* [AVAILABLE RECORDS]:
//! Report artifacts: Markdown and JSON renderings of the shortlist.
//!
//! Both artifacts carry the same data; the schemas are stable so
//! downstream review tooling can rely on them. Filenames are
//! timestamped, one pair per run.

use std::path::{Path, PathBuf};

use crate::error::{MinerError, Result};
use crate::types::{ShortlistConfig, ShortlistReport};

/// Render the human-readable Markdown report.
pub fn render_markdown(report: &ShortlistReport) -> String {
    let mut out = String::new();
    out.push_str("# Decision Shortlist\n\n");
    out.push_str(&format!(
        "Generated: {}\n\nOpportunities considered: {} | passed hard filters: {}\n\n",
        report.generated_at.format("%Y-%m-%d %H:%M UTC"),
        report.considered,
        report.passed_filters
    ));

    if report.entries.is_empty() {
        out.push_str("## No candidates\n\n");
        out.push_str(
            "Fewer than three opportunities survived the hard filters, so no \
             shortlist was produced.\n\n",
        );
        match &report.binding_filter {
            Some(filter) => out.push_str(&format!(
                "The most restrictive filter was **{}**; relaxing it would grow \
                 the candidate pool fastest.\n",
                filter
            )),
            None => out.push_str("No opportunities were available to filter.\n"),
        }
        return out;
    }

    for (rank, entry) in report.entries.iter().enumerate() {
        out.push_str(&format!(
            "## {}. {} (score {:.2})\n\n",
            rank + 1,
            entry.name,
            entry.final_score
        ));
        out.push_str(&format!("**Problem**: {}\n\n", entry.problem));
        out.push_str(&format!("**MVP**: {}\n\n", entry.mvp));
        out.push_str(&format!("**Why now**: {}\n\n", entry.why_now));
        out.push_str(&format!(
            "Viability {:.1} | cluster {} | trust {:.2} | cross-source boost {:.1}\n\n",
            entry.viability_score, entry.cluster_size, entry.trust_level, entry.cross_source_boost
        ));
    }
    out
}

/// Render the machine-readable JSON report.
pub fn render_json(report: &ShortlistReport) -> Result<String> {
    Ok(serde_json::to_string_pretty(report)?)
}

/// Write both artifacts with timestamped filenames.
///
/// Returns the Markdown and JSON paths.
pub fn write_report(
    report: &ShortlistReport,
    config: &ShortlistConfig,
) -> Result<(PathBuf, PathBuf)> {
    let stamp = report.generated_at.format("%Y%m%d_%H%M%S");

    let markdown_path = Path::new(&config.markdown_dir).join(format!("shortlist_{}.md", stamp));
    let json_path = Path::new(&config.json_dir).join(format!("shortlist_{}.json", stamp));

    for dir in [&config.markdown_dir, &config.json_dir] {
        std::fs::create_dir_all(dir).map_err(MinerError::storage)?;
    }
    std::fs::write(&markdown_path, render_markdown(report)).map_err(MinerError::storage)?;
    std::fs::write(&json_path, render_json(report)?).map_err(MinerError::storage)?;

    Ok((markdown_path, json_path))
}

#[cfg(test)]
mod tests {
    use super::*;
    use crate::types::ShortlistEntry;

    fn entry(name: &str, score: f32) -> ShortlistEntry {
        ShortlistEntry {
            cluster_id: "reddit_00".into(),
            name: name.into(),
            viability_score: 7.5,
            cluster_size: 8,
            trust_level: 0.8,
            cross_source_boost: 0.5,
            final_score: score,
            problem: "Users in excel struggle with exports because they crash".into(),
            mvp: "A minimal tool that resumes exports".into(),
            why_now: "Complaints keep recurring".into(),
        }
    }

    fn report(entries: Vec<ShortlistEntry>, binding: Option<&str>) -> ShortlistReport {
        ShortlistReport {
            entries,
            considered: 10,
            passed_filters: 4,
            binding_filter: binding.map(str::to_string),
            generated_at: chrono::Utc::now(),
        }
    }

    #[test]
    fn markdown_lists_ranked_entries() {
        let rendered = render_markdown(&report(
            vec![entry("Export Sentry", 9.1), entry("Sync Guard", 8.2)],
            None,
        ));
        assert!(rendered.contains("## 1. Export Sentry (score 9.10)"));
        assert!(rendered.contains("## 2. Sync Guard (score 8.20)"));
        assert!(rendered.contains("**Problem**:"));
    }

    #[test]
    fn empty_report_names_the_binding_filter() {
        let rendered = render_markdown(&report(vec![], Some("viability")));
        assert!(rendered.contains("No candidates"));
        assert!(rendered.contains("**viability**"));
    }

    #[test]
    fn json_round_trips() {
        let rendered = render_json(&report(vec![entry("Export Sentry", 9.1)], None)).unwrap();
        let parsed: ShortlistReport = serde_json::from_str(&rendered).unwrap();
        assert_eq!(parsed.entries.len(), 1);
        assert_eq!(parsed.entries[0].name, "Export Sentry");
    }
}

* [PROBLEM]: Each line above with the word "Some" needs to be copied.

* [THE COMPLETED TASK]:
            Some(filter) => out.push_str(&format!(
        let rendered = render_markdown(&report(vec![], Some("viability")));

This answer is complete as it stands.